Le risa dei Malesi che stasera faranno una rappresentazione del teatro delle ombre nella corte dell’ermo mi giungono dalla strada, dall’orto e dal giardino, fanno la doccia con catini e brocche di diversa grandezza e ridono, cacciano ululati belluini poiché l’acqua è fredda e non c’è modo di scaldarla, gorgogliano e bisbigliano nel proprio incomprensibile idioma. Il manoscritto di Grazia Deledda, con le sue zampe di mosca e i suoi fini tratti nero-blu appena percettibili nei margini della spessa carta d’un tempo, guardandolo mi dà l’impressione che sia un libro millenario, senza fine, una bibbia.
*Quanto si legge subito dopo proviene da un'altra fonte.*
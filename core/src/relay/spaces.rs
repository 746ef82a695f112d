//! Space directory
//!
//! Spaces live in the `spaces` collection; a space exists once its
//! `<name>/posts` collection holds at least one post. Creation writes the
//! opening post first and the space document second, so a failed create
//! never leaves a name claimed in `spaces` without posts behind it.

use super::dedup::TopicDeduplicator;
use crate::storage::{DocumentStore, StorePath};
use crate::types::{now_millis, ContentItem, Post, Space};
use crate::wire::{CreateSpaceRequest, SpaceErrorReason};
use crate::Error;
use std::collections::BTreeSet;
use std::sync::Arc;
use tokio::sync::Mutex;
use tracing::{debug, info};

/// Longest accepted space name, in characters
pub const MAX_SPACE_NAME_LEN: usize = 64;

/// Author of posts the relay writes itself
pub const RELAY_AUTHOR: &str = "relay";

/// Why a space could not be created
#[derive(Debug, thiserror::Error)]
pub enum CreateSpaceError {
    #[error("Space rejected: {0:?}")]
    Rejected(SpaceErrorReason),

    #[error(transparent)]
    Store(#[from] Error),
}

impl From<SpaceErrorReason> for CreateSpaceError {
    fn from(reason: SpaceErrorReason) -> Self {
        CreateSpaceError::Rejected(reason)
    }
}

/// Check a proposed space name
pub fn validate_name(name: &str) -> Result<(), SpaceErrorReason> {
    let valid = !name.trim().is_empty()
        && name.chars().count() <= MAX_SPACE_NAME_LEN
        && !name.chars().any(|c| c == '/' || c.is_control());
    if valid {
        Ok(())
    } else {
        Err(SpaceErrorReason::InvalidName)
    }
}

/// Creates and looks up spaces in the backing store
pub struct SpaceDirectory {
    store: Arc<dyn DocumentStore>,
    dedup: TopicDeduplicator,
    // Serializes creation so two requests cannot both claim a name
    create_lock: Mutex<()>,
}

impl SpaceDirectory {
    pub fn new(store: Arc<dyn DocumentStore>, dedup: TopicDeduplicator) -> Self {
        Self {
            store,
            dedup,
            create_lock: Mutex::new(()),
        }
    }

    /// Whether the space has any posts
    pub async fn exists(&self, space: &str) -> crate::Result<bool> {
        self.store.exists(&StorePath::posts(space)).await
    }

    /// Names of every known space
    pub async fn names(&self) -> crate::Result<Vec<String>> {
        let docs = self.store.query_recent(&StorePath::spaces(), usize::MAX).await?;
        Ok(docs
            .iter()
            .filter_map(|doc| doc.get("name").and_then(|name| name.as_str()))
            .map(str::to_owned)
            .collect())
    }

    /// Create a space together with its first post
    pub async fn create_space(
        &self,
        request: CreateSpaceRequest,
    ) -> Result<Space, CreateSpaceError> {
        validate_name(&request.name)?;

        let _guard = self.create_lock.lock().await;
        // Posts without a space document are left by an interrupted create
        if self.exists(&request.name).await? {
            return Err(SpaceErrorReason::NameTaken.into());
        }
        let existing = self.names().await?;
        let similar_spaces = self
            .dedup
            .similar_names(&request.name, existing.iter().map(String::as_str))?;

        let space = Space {
            name: request.name.clone(),
            description: request.description,
            similar_spaces,
            created_at: now_millis(),
        };
        let first_post = Post::new(request.author, request.name, request.content);
        self.write_space(&space, &first_post).await?;

        info!(space = %space.name, similar = space.similar_spaces.len(), "Created space");
        Ok(space)
    }

    /// Seed `name` with a welcome post unless it already exists
    pub async fn ensure_space(&self, name: &str) -> crate::Result<bool> {
        let _guard = self.create_lock.lock().await;
        if self.exists(name).await? {
            debug!(space = %name, "Space already present");
            return Ok(false);
        }

        let space = Space {
            name: name.to_string(),
            description: None,
            similar_spaces: BTreeSet::new(),
            created_at: now_millis(),
        };
        let welcome = Post::new(
            RELAY_AUTHOR,
            name,
            vec![ContentItem::text(format!("Welcome to {}", name))],
        );
        self.write_space(&space, &welcome).await?;

        info!(space = %name, "Seeded space");
        Ok(true)
    }

    async fn write_space(&self, space: &Space, first_post: &Post) -> crate::Result<()> {
        self.store
            .append(&StorePath::posts(&space.name), serde_json::to_value(first_post)?)
            .await?;
        self.store
            .append(&StorePath::spaces(), serde_json::to_value(space)?)
            .await
    }
}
Di tanto in tanto, passeggiando, faccio come te e afferro una parola che m’incanta, una nota, una virgola dall’aria, la colgo e subito la scrivo per non scordarla in un taccuino apposito, di un bellissimo verde-azzurro docile e tranquillo, che ormai porto sempre con me. Oggi vedo scritto in cielo «Ero una montagna.», annoto la frase e mi basta. No, continua: «Bagno termico, bagno termale, bagno nucleare, bagno d’orgogliosi, bagno di formiche, bagno di sangue, bagno di morte, bagno di notte…». Volevo venire a Jesi per abbracciarti ma non potevo per il maledetto lavoro ma poi ho deciso di fottermene del lavoro e sono partito lo stesso! Ho deciso così all’improvviso, mentre ero già sulla via del ritorno, ho premuto sull’acceleratore e mi sono ritrovato nella Marca.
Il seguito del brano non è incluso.